Start of INFORMATION GIVEN

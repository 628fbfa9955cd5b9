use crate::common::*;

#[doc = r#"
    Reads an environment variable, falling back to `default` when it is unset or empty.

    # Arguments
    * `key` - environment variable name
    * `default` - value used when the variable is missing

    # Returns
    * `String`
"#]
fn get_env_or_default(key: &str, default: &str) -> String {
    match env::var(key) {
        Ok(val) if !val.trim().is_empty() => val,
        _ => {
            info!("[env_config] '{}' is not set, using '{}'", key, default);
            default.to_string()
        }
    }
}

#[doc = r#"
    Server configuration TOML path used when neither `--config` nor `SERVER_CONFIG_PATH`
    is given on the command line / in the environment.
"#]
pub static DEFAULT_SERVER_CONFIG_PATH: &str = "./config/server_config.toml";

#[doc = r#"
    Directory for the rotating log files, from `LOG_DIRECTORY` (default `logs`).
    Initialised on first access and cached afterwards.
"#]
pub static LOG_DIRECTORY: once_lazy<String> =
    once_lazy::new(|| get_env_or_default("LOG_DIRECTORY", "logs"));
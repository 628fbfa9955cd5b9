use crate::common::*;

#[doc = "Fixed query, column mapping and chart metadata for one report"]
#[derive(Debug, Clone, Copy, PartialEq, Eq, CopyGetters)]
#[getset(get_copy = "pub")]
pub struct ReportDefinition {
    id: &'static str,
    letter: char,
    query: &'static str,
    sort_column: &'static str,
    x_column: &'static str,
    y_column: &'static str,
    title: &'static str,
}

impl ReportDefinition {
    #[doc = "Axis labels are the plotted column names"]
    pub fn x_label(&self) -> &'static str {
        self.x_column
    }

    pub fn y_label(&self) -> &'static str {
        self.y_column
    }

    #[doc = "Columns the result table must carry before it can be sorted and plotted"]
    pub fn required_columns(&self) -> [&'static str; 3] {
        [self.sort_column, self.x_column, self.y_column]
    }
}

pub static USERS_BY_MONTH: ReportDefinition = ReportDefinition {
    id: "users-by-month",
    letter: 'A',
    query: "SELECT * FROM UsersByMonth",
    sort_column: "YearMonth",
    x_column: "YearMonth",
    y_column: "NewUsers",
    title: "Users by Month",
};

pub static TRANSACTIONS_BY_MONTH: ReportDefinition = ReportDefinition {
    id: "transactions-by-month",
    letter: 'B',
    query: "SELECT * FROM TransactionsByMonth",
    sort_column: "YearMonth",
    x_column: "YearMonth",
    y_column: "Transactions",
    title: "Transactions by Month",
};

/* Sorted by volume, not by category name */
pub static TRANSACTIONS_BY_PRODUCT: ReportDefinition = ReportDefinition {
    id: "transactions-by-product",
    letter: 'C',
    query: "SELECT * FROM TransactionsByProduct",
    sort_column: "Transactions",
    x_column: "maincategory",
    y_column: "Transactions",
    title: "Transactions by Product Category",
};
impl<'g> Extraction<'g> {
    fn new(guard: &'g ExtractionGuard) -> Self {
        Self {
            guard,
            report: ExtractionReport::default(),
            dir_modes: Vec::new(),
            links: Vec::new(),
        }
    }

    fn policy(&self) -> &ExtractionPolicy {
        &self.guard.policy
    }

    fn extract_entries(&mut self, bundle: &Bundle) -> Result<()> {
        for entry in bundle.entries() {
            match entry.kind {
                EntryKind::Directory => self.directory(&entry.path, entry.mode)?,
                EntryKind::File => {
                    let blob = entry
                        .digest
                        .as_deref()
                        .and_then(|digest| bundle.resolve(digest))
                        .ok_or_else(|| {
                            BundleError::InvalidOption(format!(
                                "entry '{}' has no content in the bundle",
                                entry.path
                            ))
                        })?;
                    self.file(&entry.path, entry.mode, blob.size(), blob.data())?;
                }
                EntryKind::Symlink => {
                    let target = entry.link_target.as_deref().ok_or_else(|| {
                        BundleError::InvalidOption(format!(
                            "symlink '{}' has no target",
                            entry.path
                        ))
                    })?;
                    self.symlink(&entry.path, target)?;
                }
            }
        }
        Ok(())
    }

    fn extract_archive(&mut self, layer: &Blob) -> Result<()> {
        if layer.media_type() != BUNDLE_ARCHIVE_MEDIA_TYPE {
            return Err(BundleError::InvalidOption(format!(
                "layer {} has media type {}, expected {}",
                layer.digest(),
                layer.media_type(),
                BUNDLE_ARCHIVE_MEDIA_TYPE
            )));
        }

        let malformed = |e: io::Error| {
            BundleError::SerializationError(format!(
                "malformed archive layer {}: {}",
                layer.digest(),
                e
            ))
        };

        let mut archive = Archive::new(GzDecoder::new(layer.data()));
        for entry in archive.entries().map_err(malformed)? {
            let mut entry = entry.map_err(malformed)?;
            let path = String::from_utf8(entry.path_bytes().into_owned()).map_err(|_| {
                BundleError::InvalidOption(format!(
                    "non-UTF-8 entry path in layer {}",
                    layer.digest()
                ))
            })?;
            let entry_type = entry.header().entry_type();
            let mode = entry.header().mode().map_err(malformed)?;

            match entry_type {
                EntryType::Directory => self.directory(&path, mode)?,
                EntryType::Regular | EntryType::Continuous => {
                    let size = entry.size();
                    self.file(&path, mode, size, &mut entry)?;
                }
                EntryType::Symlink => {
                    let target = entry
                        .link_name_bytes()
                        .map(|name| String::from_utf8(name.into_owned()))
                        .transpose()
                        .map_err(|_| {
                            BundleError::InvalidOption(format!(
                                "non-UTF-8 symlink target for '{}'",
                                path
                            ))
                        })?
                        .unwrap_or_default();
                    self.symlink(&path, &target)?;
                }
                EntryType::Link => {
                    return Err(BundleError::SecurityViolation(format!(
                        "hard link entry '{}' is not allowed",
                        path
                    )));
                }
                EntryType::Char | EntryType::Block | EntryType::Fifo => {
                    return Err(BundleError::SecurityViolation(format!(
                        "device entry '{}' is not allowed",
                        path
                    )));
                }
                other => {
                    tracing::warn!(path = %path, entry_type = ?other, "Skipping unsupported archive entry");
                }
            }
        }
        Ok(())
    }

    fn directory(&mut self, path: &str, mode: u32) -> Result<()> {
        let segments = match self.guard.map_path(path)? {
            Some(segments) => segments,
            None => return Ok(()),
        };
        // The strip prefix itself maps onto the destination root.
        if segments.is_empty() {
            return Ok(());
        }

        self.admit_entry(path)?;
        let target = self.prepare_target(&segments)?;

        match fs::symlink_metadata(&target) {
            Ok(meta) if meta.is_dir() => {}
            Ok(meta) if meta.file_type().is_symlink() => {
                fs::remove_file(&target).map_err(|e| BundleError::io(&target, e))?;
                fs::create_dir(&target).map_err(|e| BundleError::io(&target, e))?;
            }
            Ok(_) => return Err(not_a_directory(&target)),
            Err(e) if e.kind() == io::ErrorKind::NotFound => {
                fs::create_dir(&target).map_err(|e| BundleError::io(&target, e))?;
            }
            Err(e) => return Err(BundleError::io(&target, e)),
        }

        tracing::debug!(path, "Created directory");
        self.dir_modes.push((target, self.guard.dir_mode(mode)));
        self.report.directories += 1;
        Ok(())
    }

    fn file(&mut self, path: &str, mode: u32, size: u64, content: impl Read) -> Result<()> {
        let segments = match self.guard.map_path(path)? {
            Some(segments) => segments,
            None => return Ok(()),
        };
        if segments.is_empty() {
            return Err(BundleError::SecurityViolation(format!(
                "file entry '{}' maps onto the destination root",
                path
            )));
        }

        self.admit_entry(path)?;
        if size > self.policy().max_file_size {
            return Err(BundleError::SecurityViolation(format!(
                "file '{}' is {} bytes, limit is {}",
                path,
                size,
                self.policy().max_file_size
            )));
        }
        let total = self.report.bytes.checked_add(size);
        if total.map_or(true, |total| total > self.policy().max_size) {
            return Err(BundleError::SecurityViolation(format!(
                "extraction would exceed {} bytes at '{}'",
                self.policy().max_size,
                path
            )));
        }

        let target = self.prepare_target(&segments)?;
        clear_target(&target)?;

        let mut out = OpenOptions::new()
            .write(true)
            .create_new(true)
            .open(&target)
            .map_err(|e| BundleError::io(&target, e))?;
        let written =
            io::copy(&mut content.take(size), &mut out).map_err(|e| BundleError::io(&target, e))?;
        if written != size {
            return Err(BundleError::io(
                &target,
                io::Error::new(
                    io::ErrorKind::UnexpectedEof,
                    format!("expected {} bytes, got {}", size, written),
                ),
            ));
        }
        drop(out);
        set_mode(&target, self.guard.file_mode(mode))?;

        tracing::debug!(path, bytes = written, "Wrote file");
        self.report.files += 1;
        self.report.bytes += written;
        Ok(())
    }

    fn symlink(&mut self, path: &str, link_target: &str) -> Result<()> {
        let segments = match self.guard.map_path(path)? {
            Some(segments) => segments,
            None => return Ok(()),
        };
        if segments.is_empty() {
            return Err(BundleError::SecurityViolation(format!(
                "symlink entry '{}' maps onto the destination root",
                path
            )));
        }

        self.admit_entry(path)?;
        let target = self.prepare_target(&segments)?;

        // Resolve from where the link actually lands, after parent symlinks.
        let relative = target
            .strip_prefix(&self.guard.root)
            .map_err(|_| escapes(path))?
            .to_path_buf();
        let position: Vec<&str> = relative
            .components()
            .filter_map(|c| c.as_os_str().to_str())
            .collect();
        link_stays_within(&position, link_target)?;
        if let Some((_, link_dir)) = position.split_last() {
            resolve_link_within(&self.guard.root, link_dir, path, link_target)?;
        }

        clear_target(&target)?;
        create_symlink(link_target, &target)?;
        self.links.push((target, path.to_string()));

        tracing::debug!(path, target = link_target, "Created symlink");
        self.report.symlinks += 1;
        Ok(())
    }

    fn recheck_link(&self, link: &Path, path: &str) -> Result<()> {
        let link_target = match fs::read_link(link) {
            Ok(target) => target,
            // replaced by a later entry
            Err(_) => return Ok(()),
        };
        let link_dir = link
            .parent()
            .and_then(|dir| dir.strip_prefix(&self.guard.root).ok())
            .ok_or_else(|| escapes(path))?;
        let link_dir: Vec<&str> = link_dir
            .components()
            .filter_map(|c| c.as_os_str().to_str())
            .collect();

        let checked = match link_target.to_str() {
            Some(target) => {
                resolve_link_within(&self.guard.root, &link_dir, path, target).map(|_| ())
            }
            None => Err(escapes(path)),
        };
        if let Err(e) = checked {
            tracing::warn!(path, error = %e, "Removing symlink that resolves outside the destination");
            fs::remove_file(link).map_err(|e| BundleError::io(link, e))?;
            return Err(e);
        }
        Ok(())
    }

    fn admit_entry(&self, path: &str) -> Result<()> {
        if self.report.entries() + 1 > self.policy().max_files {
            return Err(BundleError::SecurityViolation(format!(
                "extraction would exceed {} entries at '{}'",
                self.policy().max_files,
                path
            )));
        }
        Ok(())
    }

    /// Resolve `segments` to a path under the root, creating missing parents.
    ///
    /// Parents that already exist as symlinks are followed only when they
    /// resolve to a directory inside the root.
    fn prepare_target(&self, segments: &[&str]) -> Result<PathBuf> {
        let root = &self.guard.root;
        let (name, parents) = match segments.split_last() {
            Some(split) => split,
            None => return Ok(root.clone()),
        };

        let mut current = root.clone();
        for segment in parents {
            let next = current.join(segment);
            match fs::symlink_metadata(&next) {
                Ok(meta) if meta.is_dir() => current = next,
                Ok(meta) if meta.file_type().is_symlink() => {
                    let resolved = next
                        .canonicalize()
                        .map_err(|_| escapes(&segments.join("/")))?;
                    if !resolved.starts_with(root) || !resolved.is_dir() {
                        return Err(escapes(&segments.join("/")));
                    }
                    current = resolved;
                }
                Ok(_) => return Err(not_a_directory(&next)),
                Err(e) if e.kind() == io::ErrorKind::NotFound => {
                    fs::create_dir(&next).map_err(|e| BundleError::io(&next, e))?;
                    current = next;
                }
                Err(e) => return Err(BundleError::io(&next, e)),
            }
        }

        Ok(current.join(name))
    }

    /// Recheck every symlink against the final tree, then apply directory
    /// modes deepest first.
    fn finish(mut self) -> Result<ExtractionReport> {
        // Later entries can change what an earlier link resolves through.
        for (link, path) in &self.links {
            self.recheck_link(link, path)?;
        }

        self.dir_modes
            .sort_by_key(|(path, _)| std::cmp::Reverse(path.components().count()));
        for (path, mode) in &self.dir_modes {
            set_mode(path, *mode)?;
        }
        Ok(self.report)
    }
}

End of INFORMATION GIVEN
Start of INFORMATION GIVEN

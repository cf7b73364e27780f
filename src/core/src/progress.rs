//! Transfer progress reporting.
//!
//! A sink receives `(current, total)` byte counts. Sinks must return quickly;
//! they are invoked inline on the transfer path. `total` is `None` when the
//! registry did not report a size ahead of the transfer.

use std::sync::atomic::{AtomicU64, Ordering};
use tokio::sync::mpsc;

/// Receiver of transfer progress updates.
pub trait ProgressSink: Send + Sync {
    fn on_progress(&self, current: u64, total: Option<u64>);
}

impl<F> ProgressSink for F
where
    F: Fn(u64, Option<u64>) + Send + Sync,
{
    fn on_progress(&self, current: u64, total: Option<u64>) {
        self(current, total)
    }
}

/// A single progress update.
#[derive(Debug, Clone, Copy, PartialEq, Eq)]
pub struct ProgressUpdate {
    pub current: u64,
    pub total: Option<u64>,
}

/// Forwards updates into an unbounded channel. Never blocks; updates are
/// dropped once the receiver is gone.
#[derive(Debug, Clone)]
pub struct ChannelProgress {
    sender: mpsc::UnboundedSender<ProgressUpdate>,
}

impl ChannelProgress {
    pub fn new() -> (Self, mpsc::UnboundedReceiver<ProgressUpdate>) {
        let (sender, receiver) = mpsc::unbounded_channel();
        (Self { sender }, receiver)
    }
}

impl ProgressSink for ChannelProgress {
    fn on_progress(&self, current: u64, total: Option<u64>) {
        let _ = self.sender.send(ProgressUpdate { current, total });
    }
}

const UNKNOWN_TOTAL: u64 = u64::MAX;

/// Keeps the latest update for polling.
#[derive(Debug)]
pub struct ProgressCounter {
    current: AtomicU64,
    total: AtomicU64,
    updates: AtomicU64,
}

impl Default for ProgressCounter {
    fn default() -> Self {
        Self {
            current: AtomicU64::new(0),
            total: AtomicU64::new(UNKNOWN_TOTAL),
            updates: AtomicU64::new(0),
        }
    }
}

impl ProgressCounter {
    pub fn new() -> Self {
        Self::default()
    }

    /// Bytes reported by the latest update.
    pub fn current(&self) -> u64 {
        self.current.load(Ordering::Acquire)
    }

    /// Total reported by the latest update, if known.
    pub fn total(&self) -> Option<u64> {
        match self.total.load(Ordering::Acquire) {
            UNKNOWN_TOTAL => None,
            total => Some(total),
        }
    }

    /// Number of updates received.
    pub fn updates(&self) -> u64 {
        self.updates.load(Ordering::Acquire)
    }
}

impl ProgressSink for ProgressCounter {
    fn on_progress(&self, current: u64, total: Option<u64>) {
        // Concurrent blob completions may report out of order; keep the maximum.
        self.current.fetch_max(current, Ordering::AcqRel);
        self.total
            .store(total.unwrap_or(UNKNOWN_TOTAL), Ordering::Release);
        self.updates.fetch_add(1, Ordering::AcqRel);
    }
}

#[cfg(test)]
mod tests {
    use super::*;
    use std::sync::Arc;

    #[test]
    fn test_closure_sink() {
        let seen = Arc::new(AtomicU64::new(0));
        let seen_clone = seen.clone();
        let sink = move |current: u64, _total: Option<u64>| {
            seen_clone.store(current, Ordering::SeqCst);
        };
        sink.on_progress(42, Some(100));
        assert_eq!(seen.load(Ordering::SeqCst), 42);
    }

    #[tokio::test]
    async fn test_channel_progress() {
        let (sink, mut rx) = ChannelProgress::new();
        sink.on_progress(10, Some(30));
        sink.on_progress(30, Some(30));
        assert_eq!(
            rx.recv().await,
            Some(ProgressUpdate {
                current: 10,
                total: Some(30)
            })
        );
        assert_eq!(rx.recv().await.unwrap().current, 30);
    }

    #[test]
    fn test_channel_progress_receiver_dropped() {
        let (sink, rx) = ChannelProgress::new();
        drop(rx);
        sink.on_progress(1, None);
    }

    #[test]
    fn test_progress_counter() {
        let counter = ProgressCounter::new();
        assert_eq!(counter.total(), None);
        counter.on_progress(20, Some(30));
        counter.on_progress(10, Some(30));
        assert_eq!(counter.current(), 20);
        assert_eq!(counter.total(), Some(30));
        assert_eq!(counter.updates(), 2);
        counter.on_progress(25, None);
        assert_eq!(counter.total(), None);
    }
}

End of INFORMATION GIVEN

Lines holding the string "tracing" must be copied out of the entries above.

                    tracing::warn!(path = %path, entry_type = ?other, "Skipping unsupported archive entry");
        tracing::debug!(path, "Created directory");
        tracing::debug!(path, bytes = written, "Wrote file");
        tracing::debug!(path, target = link_target, "Created symlink");
            tracing::warn!(path, error = %e, "Removing symlink that resolves outside the destination");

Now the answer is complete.